=== TASK INPUT ===

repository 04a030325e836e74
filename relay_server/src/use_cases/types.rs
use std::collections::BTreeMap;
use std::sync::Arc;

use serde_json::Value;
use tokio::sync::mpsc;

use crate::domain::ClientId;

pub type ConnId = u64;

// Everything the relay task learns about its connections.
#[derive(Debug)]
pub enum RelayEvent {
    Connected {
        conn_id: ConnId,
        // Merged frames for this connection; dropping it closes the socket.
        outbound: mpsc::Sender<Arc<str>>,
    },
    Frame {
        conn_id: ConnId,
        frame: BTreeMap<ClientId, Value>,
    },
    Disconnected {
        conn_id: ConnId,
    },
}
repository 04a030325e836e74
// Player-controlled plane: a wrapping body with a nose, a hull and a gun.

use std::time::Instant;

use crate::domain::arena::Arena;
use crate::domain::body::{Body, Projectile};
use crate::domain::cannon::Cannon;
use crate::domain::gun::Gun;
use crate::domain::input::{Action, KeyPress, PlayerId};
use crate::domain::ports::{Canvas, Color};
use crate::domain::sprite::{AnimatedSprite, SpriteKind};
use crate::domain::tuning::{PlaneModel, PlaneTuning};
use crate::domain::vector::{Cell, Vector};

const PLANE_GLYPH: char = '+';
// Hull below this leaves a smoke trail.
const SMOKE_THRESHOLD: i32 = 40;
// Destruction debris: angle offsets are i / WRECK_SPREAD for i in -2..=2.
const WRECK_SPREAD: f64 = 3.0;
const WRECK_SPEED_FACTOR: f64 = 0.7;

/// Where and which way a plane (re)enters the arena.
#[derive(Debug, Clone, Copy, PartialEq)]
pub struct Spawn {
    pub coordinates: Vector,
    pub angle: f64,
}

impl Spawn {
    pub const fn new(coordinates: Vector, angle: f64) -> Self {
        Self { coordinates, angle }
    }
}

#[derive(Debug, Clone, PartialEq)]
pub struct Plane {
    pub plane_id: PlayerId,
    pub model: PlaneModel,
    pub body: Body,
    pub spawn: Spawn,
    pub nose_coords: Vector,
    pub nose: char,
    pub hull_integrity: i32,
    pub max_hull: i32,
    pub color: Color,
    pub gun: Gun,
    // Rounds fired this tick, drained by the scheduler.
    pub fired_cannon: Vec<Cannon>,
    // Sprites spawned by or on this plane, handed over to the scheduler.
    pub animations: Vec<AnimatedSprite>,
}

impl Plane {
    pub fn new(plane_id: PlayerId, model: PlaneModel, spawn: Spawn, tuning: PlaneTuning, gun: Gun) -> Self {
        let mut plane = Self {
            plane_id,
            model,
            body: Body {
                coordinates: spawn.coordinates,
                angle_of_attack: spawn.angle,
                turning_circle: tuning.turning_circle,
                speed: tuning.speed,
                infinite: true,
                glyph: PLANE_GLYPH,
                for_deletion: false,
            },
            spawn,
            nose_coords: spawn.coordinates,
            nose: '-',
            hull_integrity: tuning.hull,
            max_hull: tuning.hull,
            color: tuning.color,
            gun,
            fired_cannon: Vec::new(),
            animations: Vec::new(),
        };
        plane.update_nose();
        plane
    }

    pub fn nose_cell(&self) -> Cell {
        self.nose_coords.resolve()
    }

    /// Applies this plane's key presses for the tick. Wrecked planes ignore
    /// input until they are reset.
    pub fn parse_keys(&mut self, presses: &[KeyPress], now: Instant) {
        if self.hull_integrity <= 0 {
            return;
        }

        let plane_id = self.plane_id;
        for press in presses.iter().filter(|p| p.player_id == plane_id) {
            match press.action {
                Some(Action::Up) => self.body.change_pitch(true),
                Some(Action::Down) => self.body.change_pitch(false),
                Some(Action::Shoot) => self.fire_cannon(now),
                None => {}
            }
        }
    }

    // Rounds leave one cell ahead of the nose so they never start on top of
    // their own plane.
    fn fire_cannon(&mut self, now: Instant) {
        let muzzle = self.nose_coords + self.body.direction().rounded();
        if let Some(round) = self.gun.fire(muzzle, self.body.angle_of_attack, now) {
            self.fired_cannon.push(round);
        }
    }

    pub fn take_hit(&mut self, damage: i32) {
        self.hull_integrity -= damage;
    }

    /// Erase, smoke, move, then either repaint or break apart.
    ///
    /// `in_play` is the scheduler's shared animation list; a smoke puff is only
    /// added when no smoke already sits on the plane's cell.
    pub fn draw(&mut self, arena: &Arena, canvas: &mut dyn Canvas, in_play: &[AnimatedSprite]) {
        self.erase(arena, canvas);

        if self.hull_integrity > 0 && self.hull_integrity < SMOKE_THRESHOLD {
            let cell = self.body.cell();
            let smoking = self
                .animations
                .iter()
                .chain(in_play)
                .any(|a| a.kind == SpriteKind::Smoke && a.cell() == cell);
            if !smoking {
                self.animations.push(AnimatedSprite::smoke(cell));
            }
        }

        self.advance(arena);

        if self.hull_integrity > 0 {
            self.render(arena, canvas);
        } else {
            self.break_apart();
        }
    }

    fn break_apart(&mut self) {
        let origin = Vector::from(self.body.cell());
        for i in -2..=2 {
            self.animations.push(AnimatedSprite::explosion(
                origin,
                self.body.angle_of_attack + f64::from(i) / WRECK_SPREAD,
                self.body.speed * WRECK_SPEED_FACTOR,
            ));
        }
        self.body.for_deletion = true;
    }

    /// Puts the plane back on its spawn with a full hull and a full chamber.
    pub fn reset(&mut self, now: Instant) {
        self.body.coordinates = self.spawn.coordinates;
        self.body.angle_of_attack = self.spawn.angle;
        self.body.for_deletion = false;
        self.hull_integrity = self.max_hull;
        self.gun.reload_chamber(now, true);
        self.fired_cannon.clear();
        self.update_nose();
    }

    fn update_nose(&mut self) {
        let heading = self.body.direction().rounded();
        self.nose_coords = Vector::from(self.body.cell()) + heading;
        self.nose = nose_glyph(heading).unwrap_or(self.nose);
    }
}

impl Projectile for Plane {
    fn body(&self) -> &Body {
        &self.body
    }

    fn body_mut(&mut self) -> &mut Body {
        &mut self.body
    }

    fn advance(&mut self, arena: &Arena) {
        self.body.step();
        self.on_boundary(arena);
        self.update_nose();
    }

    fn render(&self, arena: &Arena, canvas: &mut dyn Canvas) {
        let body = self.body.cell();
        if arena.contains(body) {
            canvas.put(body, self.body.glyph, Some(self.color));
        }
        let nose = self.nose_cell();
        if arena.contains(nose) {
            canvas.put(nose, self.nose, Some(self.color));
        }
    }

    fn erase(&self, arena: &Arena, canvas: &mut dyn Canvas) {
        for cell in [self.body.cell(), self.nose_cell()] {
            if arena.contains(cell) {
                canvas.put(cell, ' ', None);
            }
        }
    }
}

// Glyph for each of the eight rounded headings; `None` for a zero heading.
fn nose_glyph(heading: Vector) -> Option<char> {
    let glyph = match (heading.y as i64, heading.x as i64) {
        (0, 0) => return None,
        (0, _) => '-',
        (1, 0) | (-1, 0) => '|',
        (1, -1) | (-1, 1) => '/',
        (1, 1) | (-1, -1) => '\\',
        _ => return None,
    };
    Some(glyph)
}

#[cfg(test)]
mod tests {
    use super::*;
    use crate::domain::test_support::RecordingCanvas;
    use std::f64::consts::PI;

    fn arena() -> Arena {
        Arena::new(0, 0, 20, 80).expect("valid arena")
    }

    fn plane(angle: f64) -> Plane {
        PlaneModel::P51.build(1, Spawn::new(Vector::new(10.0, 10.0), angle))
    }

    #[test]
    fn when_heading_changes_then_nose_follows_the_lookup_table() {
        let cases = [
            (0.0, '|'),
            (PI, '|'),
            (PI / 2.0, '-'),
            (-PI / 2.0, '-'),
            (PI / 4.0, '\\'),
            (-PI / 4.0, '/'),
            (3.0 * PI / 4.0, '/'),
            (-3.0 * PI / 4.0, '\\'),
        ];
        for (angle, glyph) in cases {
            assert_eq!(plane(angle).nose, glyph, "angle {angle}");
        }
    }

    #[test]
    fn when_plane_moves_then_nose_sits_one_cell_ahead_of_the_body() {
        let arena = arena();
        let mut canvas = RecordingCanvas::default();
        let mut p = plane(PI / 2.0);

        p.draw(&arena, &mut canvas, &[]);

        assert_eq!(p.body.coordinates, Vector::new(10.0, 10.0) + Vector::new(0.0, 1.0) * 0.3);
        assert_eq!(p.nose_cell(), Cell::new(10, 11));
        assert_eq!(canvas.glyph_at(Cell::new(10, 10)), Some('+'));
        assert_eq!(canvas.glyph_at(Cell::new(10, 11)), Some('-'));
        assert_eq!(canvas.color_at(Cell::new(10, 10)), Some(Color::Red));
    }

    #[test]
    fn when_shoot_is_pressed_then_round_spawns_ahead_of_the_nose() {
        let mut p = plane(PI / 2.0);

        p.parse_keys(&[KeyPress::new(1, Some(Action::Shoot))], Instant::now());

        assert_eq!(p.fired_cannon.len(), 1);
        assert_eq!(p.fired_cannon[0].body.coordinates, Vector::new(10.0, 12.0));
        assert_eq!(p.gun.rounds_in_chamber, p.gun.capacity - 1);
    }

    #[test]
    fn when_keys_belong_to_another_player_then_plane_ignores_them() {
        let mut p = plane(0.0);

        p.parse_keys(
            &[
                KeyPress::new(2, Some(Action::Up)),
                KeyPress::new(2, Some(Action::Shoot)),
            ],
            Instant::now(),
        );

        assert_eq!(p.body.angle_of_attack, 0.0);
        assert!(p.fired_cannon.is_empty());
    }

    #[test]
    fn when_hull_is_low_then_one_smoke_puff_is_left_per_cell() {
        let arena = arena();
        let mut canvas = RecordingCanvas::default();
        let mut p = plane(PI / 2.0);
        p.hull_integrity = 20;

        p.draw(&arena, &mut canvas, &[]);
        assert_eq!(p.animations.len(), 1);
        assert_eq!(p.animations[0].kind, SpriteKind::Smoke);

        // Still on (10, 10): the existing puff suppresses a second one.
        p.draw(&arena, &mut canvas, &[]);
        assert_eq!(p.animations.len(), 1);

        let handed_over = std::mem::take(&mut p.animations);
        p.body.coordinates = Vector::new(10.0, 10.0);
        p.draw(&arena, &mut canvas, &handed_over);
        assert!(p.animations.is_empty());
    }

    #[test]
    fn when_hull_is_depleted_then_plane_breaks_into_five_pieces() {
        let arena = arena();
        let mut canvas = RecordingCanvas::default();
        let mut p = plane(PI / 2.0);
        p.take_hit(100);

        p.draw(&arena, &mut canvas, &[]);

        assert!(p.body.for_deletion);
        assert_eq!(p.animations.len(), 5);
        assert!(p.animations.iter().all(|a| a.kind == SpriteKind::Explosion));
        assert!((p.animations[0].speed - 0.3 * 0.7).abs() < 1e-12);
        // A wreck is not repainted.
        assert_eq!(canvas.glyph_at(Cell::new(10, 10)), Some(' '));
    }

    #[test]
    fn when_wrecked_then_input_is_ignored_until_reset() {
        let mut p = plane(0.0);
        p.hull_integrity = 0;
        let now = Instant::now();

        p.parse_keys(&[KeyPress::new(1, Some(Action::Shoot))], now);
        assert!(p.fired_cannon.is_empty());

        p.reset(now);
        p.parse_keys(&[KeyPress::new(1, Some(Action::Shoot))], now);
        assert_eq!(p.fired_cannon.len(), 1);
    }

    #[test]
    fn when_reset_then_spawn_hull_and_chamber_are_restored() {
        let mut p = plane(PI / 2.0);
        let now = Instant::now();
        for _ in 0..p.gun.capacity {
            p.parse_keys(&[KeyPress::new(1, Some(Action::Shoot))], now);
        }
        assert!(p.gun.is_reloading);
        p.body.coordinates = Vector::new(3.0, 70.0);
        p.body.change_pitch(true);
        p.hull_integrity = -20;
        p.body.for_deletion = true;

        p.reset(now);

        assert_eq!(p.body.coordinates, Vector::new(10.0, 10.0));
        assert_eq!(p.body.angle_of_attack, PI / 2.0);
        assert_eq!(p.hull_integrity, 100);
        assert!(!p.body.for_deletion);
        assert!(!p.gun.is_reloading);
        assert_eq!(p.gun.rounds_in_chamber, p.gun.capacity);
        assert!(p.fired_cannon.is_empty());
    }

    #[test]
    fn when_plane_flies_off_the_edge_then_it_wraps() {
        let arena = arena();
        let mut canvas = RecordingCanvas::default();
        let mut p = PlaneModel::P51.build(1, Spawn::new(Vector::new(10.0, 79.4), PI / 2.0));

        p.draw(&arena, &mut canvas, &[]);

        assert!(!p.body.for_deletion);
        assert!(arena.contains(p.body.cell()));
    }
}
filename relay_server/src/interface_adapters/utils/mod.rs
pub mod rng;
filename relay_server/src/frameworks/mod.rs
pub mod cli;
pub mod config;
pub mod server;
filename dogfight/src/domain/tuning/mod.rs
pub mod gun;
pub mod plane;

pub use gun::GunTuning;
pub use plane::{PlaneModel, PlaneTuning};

===

### WHAT YOU HAVE TO DO
Go through the entries above and pull out each line with "damage" in it.

### YOUR SOLUTION
    pub fn take_hit(&mut self, damage: i32) {
        self.hull_integrity -= damage;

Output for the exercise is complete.